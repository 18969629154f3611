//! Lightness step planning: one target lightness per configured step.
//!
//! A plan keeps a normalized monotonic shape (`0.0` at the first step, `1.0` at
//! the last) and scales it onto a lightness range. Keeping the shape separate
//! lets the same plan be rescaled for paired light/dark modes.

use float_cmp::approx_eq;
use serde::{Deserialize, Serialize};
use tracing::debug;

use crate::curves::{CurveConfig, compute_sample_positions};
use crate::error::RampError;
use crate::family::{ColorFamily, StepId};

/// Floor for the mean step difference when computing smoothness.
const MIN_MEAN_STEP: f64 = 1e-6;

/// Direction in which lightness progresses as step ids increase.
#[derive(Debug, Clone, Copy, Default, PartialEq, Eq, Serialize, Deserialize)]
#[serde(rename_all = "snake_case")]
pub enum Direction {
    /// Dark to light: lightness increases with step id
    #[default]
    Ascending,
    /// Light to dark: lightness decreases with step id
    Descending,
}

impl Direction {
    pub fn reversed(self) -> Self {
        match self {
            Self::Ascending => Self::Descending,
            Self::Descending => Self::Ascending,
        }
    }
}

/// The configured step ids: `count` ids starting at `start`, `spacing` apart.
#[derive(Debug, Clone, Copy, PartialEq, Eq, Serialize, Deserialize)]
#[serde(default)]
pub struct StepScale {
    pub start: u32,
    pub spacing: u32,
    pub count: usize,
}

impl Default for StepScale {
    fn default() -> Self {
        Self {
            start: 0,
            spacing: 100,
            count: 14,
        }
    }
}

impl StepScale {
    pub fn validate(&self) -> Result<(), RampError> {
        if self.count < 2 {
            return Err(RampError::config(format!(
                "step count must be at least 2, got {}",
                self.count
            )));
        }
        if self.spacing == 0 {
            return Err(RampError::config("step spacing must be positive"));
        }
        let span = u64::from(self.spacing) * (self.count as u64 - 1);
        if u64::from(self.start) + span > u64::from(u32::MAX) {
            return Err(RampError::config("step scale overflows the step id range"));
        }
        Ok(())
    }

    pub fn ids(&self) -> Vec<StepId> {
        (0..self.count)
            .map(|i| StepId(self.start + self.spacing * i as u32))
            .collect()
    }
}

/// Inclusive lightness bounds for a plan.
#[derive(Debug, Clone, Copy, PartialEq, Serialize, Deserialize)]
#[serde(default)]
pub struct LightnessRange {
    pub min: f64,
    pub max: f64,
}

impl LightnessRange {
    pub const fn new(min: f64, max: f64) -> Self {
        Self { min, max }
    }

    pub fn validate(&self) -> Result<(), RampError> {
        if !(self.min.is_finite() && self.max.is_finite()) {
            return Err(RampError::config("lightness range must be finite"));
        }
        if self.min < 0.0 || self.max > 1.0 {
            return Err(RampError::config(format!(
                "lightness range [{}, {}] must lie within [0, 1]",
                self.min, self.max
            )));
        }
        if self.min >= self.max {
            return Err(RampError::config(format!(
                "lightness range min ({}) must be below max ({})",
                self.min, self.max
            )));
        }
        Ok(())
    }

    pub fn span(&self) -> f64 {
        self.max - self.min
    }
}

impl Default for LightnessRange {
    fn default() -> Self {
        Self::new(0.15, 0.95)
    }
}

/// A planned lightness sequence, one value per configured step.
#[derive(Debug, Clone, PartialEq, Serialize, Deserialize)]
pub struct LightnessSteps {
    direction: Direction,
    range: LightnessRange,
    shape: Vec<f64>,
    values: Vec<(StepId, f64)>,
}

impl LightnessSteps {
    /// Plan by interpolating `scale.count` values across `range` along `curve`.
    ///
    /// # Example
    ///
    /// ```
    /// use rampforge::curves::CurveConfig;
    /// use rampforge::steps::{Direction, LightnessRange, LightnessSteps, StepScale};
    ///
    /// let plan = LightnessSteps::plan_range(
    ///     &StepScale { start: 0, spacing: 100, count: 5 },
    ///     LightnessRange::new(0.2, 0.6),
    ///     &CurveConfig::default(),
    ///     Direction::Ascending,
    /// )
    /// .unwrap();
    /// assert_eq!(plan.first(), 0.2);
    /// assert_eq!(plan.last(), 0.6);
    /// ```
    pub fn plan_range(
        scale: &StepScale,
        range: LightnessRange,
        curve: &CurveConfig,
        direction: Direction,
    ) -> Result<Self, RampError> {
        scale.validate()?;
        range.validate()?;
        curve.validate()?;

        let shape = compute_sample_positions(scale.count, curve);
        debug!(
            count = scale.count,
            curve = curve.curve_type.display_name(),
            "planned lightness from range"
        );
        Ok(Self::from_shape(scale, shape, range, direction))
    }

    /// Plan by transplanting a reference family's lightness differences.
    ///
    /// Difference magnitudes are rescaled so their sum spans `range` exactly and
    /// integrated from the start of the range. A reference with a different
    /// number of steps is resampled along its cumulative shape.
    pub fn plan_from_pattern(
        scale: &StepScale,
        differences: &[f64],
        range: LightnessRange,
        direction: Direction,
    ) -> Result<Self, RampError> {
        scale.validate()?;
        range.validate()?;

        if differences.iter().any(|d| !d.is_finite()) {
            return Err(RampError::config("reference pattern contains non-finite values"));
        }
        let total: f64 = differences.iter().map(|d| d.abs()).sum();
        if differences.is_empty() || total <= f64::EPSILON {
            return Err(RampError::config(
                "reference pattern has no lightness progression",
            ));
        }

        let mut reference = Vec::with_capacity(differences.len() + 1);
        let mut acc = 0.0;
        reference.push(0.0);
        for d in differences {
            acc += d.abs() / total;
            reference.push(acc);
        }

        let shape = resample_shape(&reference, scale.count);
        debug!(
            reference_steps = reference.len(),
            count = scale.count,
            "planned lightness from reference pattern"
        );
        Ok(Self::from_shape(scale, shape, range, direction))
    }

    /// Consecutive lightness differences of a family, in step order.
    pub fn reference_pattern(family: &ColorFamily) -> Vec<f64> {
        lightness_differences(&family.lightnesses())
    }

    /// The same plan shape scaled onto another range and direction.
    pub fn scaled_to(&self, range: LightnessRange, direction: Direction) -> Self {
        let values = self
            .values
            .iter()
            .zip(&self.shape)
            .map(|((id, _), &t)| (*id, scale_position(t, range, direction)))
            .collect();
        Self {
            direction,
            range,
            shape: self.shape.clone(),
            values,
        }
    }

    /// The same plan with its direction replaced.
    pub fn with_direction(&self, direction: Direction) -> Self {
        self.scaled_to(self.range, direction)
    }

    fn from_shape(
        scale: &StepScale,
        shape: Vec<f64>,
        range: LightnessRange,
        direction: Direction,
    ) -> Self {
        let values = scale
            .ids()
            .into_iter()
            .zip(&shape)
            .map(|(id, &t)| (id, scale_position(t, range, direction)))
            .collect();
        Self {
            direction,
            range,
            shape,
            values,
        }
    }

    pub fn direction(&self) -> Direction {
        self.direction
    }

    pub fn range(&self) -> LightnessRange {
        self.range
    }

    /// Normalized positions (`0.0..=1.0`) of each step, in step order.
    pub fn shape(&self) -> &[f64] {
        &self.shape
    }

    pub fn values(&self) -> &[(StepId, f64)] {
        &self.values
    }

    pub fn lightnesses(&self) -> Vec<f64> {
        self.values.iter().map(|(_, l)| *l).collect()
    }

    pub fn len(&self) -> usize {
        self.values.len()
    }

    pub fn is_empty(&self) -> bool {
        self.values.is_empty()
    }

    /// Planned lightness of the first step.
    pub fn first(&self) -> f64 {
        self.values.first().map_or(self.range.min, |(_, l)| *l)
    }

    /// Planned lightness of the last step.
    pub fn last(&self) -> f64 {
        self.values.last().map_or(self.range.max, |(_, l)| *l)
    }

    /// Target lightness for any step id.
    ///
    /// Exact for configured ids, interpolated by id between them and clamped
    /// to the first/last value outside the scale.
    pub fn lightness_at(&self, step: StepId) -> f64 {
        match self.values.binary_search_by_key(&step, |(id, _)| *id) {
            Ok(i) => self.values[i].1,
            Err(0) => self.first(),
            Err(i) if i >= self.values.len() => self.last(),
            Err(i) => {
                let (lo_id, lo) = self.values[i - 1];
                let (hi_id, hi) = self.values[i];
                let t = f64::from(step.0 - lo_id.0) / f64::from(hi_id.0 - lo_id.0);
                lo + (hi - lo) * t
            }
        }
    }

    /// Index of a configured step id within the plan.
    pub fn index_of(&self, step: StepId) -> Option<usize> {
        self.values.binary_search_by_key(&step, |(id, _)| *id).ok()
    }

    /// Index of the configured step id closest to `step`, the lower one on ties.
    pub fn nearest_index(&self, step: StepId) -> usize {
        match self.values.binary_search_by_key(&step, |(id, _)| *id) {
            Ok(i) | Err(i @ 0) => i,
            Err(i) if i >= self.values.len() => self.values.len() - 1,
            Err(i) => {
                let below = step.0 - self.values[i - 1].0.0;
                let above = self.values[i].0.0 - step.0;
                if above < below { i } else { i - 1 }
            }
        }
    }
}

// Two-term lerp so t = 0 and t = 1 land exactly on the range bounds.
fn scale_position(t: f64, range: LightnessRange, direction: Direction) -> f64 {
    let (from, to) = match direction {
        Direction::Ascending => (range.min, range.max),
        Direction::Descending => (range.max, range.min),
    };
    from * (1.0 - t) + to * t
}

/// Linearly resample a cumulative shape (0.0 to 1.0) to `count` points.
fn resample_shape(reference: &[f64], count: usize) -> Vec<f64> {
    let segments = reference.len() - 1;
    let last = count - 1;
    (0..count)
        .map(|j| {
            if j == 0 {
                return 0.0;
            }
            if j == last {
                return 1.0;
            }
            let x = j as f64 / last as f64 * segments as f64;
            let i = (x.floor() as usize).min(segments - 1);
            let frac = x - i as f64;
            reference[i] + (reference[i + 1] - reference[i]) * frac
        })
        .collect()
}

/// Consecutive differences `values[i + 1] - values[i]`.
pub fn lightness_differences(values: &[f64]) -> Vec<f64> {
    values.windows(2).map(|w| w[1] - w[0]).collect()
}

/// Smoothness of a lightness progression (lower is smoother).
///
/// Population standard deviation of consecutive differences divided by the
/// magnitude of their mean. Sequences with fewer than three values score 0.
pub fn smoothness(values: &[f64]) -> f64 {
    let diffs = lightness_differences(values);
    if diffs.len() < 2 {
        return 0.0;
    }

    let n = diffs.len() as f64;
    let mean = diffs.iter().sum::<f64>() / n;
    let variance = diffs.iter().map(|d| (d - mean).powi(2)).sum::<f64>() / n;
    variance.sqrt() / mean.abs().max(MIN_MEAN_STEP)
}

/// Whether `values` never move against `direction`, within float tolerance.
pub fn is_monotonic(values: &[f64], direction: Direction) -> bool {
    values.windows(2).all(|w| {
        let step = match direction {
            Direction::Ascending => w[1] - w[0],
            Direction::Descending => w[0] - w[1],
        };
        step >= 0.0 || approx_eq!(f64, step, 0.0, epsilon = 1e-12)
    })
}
——
What you are asked to do » Using the entries above, give again exactly the lines from the line holding "lo + (hi - lo) * t" through the line holding "Ok(i) | Err(i". Include both end lines and nothing else.

Response area »
                lo + (hi - lo) * t
            }
        }
    }

    /// Index of a configured step id within the plan.
    pub fn index_of(&self, step: StepId) -> Option<usize> {
        self.values.binary_search_by_key(&step, |(id, _)| *id).ok()
    }

    /// Index of the configured step id closest to `step`, the lower one on ties.
    pub fn nearest_index(&self, step: StepId) -> usize {
        match self.values.binary_search_by_key(&step, |(id, _)| *id) {
            Ok(i) | Err(i @ 0) => i,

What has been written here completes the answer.